From the perspective of addressing cultural challenges associated with cross-cutting research, TRIPODS and the accompanying “TRIPODS model” offer the very real possibility of a “test case” on engineering funding for what Sean Eddy of Harvard University calls “antedisciplinary science” (where “ante” means “before,” not “anti” as in “against,” although the two are clearly related). He defines this as “the science that precedes the organization of new disciplines, the Wild West frontier stage that comes before the law arrives” [1]. The way in which data science will evolve—e.g., whether the field will look more like present-day computational science or computer science—remains to be seen. Nevertheless, Eddy’s discussion, which relates to the National Institutes of Health’s funding of computational biology is relevant to the discussion of cross-cutting research in the foundations of data and beyond. “Focusing on interdisciplinary teams instead of interdisciplinary people reinforces standard disciplinary boundaries rather than breaking them down,” he writes. “An interdisciplinary team is a committee in which members identify themselves as experts in areas besides the actual scientific problem at hand, and abdicate responsibility for the majority of the work because it’s not in their field.”

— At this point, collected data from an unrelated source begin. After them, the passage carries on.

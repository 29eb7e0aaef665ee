//! Conformance Pipeline Benchmark
//!
//! Measures the stages a case goes through:
//! - Eager padding in each mode
//! - Tracing and conversion
//! - IR execution at FP32 and FP16
//! - A full precommit suite
//!
//! Run with: cargo bench --bench conformance

use criterion::{black_box, criterion_group, criterion_main, BenchmarkId, Criterion, Throughput};
use opcheck::opcheck_frontend::PadModule;
use opcheck::prelude::*;
use std::sync::Arc;
use std::time::Duration;

fn input(shape: &[usize]) -> Tensor {
    let n: usize = shape.iter().product();
    let data: Vec<f32> = (0..n).map(|i| (i % 97) as f32 / 97.0).collect();
    Tensor::from_data(data, shape.to_vec(), DataType::F32).unwrap()
}

/// Eager padding across modes on the 4-d case input
fn bench_eager_pad(c: &mut Criterion) {
    let mut group = c.benchmark_group("eager_pad");
    let x = input(&[1, 3, 14, 14]);
    group.throughput(Throughput::Elements(x.numel() as u64));

    for mode in [
        PadMode::Constant,
        PadMode::Reflect,
        PadMode::Replicate,
        PadMode::Circular,
    ] {
        let module = PadModule::new(vec![1, 2, 3, 4], mode, None);
        group.bench_with_input(BenchmarkId::new("pad", mode), &x, |b, x| {
            b.iter(|| module.forward(black_box(std::slice::from_ref(x))).unwrap());
        });
    }

    group.finish();
}

/// Trace plus conversion of a circular pad, the longest lowering
fn bench_convert(c: &mut Criterion) {
    let mut group = c.benchmark_group("convert");
    let x = input(&[1, 3, 14, 14, 18]);
    let module = PadModule::new(vec![-1, -2, -1, -2, -1, -2], PadMode::Circular, None);
    let feeds = vec![("x".to_string(), x)];
    let converter = Converter::default();

    group.bench_function("trace", |b| {
        b.iter(|| trace_module(&module, "pad5d", black_box(&feeds)).unwrap());
    });

    let traced = trace_module(&module, "pad5d", &feeds).unwrap();
    group.bench_function("convert", |b| {
        b.iter(|| converter.convert(black_box(&traced)).unwrap());
    });

    group.finish();
}

/// IR execution at each precision
fn bench_session(c: &mut Criterion) {
    let mut group = c.benchmark_group("session");
    let x = input(&[1, 3, 14, 14]);
    let module = PadModule::new(vec![1, 2, 3, 4], PadMode::Reflect, None);
    let traced = trace_module(&module, "pad4d", &[("x".to_string(), x.clone())]).unwrap();
    let ir = Arc::new(Converter::default().convert(&traced).unwrap());

    for precision in [Precision::FP32, Precision::FP16] {
        let session = InferenceSession::new(
            Arc::clone(&ir),
            SessionOptions::new().with_precision(precision),
        )
        .unwrap();
        group.bench_with_input(BenchmarkId::new("run", precision), &x, |b, x| {
            b.iter(|| session.run_ordered(black_box(std::slice::from_ref(x))).unwrap());
        });
    }

    group.finish();
}

/// A whole suite, sequential against rayon
fn bench_suite(c: &mut Criterion) {
    let mut group = c.benchmark_group("suite");
    group.sample_size(10);
    group.measurement_time(Duration::from_secs(20));

    for parallel in [false, true] {
        let driver = Driver::new(HarnessConfig::new().with_parallel(parallel));
        let label = if parallel { "parallel" } else { "sequential" };
        group.bench_function(BenchmarkId::new("addmm", label), |b| {
            b.iter(|| run_suite(&driver, "addmm").unwrap());
        });
    }

    group.finish();
}

criterion_group!(
    benches,
    bench_eager_pad,
    bench_convert,
    bench_session,
    bench_suite
);
criterion_main!(benches);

Many TRIPODS PIs are wrestling with these challenges, both in their own research agendas and their efforts to create Phase II TRIPODS institutes that are broadly useful to the community. Are the specifics of the current Phase I–Phase II structure the best way to coalesce community understanding of what should comprise a longer-term institute (either for foundations of data or more general cross-cutting challenges)? How can such institutes encourage interdisciplinary people as well as interdisciplinary teams? How can they highlight the broad usefulness of interdisciplinary foundational work without diluting its foundational content? How can we ensure that current design decisions do not deter substantial participation by one of the disciplines of interest? Of course, more obvious issues—ensuring that the whole is more than the sum of its parts and exploring novel ways to extend NSF funding—also exist.

While many challenging questions remain, participants of the current TRIPODS program are diligently tackling these questions to establish the foundations of data science.

References
[1] Eddy, S.R. (2005). “Antedisciplinary” science. PLoS Comp. Bio., 1(1), e6.

Michael W. Mahoney is affiliated with the International Computer Science Institute and the Department of Statistics at the University of California, Berkeley.